**How to complete this task:**
Copy out the data line by line exactly, from its start to the line bearing "opens every game.", inclusive.

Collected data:
Content starts
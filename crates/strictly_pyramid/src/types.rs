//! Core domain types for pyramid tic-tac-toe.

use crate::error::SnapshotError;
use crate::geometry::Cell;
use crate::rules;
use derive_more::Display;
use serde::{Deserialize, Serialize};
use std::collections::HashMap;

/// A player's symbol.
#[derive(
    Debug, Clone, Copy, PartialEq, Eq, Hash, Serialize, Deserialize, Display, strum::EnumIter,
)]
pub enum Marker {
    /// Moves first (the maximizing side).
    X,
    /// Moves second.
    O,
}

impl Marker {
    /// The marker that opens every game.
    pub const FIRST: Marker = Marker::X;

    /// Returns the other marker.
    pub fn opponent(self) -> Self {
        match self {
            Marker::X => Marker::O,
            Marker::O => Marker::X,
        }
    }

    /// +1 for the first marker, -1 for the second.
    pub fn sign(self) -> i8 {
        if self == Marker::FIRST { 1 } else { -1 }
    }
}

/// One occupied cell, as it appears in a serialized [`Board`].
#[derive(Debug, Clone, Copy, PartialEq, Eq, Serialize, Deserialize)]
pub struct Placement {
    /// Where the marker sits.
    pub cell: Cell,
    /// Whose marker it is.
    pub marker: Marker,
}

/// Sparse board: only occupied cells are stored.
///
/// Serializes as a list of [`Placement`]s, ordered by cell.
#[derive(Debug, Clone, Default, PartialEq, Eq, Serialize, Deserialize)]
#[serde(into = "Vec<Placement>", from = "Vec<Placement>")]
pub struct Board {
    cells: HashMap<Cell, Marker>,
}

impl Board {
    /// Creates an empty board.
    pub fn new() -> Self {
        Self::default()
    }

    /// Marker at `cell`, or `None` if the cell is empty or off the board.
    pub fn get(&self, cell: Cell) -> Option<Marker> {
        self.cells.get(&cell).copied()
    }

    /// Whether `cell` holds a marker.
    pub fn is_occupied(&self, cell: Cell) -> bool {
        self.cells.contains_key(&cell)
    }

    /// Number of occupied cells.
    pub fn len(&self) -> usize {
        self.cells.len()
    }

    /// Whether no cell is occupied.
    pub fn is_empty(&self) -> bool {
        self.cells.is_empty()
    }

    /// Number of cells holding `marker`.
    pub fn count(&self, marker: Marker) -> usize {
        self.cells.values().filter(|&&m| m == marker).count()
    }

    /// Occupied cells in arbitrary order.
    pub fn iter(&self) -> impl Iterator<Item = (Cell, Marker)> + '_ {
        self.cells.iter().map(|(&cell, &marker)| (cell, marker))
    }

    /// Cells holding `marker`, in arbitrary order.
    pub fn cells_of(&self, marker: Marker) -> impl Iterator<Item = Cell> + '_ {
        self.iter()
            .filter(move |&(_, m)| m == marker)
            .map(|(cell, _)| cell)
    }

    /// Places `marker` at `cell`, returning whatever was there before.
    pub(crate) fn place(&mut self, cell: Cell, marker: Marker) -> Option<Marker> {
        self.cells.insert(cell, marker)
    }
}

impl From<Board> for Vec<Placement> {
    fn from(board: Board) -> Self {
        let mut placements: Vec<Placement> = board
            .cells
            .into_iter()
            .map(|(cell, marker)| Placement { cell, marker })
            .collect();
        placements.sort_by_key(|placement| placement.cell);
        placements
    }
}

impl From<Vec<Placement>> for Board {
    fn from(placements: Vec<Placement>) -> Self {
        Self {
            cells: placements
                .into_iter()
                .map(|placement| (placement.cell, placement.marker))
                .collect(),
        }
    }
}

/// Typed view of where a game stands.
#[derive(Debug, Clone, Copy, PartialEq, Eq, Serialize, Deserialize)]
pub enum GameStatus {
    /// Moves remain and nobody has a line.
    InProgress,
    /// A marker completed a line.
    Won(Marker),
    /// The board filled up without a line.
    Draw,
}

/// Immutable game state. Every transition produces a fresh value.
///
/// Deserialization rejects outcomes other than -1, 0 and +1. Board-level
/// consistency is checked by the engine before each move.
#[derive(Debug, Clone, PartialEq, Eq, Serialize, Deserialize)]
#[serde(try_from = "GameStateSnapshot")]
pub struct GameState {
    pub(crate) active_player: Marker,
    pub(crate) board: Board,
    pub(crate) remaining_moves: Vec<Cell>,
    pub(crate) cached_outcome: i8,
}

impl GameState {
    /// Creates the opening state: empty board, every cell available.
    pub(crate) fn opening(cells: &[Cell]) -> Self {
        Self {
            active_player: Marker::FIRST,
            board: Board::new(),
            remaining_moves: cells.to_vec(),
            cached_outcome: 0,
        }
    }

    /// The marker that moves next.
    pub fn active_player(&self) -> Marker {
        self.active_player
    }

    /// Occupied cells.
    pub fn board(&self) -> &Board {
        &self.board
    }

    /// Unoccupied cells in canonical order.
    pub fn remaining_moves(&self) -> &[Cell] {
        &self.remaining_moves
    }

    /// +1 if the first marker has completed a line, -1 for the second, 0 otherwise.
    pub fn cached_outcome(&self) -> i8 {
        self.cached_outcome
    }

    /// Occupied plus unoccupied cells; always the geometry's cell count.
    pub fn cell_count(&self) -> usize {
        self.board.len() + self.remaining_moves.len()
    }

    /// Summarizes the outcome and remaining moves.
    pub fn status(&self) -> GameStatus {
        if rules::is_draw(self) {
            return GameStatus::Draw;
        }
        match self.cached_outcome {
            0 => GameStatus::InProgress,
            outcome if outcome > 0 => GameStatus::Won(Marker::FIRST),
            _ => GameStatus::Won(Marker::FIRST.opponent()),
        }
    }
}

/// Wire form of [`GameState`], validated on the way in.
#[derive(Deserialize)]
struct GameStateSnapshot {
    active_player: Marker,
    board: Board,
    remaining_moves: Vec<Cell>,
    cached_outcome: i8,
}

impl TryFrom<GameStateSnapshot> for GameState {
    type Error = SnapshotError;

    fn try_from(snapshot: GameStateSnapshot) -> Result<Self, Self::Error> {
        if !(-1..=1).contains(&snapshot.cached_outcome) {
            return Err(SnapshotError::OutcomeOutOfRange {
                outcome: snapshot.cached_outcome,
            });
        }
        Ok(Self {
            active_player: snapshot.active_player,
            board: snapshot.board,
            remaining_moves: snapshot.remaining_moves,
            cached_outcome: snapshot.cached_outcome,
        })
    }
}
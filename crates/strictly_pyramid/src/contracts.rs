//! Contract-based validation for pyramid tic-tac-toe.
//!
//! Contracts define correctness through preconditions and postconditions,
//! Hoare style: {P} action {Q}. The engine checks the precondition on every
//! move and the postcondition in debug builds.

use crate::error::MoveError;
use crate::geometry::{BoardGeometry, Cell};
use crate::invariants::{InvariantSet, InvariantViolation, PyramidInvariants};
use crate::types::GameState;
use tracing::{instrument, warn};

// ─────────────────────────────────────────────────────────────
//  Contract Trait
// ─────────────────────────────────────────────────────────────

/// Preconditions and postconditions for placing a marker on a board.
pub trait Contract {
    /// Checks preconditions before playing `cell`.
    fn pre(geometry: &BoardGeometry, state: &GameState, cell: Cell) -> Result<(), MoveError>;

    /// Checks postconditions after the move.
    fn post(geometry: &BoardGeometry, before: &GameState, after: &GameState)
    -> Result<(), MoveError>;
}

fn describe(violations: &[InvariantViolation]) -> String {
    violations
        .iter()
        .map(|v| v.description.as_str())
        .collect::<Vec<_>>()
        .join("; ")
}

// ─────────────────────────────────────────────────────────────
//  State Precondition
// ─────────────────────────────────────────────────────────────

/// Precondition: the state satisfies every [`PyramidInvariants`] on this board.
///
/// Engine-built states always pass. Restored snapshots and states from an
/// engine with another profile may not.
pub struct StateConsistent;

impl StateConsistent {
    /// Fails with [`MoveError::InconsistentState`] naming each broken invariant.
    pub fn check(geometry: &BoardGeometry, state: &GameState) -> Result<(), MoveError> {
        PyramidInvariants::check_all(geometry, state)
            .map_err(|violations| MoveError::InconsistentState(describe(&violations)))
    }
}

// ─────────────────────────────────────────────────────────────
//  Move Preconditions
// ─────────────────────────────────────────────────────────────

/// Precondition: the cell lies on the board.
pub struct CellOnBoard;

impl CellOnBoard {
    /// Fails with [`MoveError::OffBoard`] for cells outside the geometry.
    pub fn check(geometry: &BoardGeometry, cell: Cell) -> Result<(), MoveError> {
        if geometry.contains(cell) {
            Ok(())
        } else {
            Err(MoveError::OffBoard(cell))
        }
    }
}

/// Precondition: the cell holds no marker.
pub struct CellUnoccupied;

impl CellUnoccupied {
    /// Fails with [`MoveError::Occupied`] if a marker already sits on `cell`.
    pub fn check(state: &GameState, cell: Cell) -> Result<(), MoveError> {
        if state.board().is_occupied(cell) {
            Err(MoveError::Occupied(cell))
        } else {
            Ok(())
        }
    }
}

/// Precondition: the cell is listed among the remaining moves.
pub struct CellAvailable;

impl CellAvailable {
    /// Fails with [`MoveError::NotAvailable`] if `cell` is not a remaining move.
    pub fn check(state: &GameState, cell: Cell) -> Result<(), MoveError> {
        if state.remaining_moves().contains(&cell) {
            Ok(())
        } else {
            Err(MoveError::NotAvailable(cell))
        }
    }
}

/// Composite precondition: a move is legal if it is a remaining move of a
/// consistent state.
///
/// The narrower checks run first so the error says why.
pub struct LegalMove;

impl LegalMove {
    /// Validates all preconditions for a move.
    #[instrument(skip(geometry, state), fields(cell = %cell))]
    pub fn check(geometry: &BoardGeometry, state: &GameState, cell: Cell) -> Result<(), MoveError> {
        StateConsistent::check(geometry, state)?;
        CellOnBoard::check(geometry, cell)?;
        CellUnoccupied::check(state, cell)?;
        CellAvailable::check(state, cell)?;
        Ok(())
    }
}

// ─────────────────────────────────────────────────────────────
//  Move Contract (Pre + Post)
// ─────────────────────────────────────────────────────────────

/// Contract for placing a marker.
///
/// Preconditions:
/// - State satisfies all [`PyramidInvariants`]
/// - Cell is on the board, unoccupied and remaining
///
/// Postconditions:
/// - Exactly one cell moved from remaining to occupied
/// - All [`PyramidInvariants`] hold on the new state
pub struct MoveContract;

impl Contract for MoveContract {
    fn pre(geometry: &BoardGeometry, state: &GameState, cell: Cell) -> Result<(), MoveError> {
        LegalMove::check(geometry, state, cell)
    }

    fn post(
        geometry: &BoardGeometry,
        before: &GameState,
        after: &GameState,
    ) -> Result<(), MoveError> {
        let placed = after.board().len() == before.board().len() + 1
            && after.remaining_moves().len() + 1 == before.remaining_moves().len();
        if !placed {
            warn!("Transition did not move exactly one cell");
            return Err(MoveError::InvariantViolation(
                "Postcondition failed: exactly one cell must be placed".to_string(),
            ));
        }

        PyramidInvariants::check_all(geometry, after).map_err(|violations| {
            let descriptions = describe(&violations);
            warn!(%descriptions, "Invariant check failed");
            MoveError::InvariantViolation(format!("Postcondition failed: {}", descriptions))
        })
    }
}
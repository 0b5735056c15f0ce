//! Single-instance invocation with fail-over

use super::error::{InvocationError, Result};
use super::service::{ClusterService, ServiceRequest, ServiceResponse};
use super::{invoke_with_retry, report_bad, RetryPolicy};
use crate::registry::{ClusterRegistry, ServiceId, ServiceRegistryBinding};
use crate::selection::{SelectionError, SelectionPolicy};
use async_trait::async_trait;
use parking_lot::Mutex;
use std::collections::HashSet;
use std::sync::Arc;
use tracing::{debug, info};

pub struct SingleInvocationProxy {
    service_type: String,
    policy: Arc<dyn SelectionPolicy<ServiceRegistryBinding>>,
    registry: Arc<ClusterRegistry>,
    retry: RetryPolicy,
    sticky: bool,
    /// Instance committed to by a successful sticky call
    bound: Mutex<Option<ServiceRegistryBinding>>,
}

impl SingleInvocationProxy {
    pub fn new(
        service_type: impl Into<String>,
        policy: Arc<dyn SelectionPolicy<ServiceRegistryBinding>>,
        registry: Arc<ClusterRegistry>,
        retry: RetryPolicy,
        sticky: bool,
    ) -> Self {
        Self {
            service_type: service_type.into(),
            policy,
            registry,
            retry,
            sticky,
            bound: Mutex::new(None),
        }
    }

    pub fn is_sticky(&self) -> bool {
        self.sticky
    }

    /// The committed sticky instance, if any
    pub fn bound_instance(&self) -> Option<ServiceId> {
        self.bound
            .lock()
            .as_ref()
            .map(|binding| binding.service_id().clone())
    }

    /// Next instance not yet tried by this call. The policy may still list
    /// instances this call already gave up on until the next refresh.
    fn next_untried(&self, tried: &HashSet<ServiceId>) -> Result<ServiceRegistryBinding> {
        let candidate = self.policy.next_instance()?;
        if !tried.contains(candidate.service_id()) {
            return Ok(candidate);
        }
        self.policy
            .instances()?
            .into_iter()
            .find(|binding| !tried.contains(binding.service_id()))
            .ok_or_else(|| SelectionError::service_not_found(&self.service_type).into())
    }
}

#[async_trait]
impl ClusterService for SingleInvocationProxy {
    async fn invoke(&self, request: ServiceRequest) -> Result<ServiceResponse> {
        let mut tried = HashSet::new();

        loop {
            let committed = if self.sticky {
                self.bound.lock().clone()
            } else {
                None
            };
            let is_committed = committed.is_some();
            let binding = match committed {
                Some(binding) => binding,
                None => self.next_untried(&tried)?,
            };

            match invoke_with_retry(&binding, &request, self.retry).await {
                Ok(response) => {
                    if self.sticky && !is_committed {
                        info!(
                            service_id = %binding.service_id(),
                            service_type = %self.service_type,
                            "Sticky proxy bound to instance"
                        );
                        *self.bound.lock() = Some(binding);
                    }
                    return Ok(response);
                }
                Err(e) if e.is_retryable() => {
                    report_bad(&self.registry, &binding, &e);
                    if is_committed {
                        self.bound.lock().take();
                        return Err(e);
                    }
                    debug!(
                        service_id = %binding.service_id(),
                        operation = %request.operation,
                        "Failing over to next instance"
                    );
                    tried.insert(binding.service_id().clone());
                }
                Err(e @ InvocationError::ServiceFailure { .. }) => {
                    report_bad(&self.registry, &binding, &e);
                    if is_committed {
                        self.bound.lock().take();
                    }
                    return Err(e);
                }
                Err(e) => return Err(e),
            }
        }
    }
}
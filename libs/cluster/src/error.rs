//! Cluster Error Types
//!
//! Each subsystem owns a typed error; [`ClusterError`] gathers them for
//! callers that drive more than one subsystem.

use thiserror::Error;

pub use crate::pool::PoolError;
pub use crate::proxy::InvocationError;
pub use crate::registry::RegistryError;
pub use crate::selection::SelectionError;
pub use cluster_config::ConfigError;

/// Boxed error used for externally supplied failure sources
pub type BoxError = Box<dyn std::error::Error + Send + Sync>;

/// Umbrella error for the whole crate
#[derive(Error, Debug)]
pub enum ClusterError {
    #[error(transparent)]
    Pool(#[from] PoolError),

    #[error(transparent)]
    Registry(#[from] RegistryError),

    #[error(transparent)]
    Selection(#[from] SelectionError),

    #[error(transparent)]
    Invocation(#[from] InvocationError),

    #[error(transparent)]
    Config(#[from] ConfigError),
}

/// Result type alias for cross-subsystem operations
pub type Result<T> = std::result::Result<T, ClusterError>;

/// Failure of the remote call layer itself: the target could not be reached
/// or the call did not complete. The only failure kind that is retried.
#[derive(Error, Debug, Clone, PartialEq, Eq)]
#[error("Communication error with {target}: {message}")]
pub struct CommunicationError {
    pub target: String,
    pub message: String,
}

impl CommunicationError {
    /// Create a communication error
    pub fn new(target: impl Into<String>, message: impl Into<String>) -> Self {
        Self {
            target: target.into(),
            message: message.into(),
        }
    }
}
Content ends
**Exercise answer:**
filename crates/strictly_pyramid/src/types.rs
//! Core domain types for pyramid tic-tac-toe.

use crate::error::SnapshotError;
use crate::geometry::Cell;
use crate::rules;
use derive_more::Display;
use serde::{Deserialize, Serialize};
use std::collections::HashMap;

/// A player's symbol.
#[derive(
    Debug, Clone, Copy, PartialEq, Eq, Hash, Serialize, Deserialize, Display, strum::EnumIter,
)]
pub enum Marker {
    /// Moves first (the maximizing side).
    X,
    /// Moves second.
    O,
}

impl Marker {
    /// The marker that opens every game.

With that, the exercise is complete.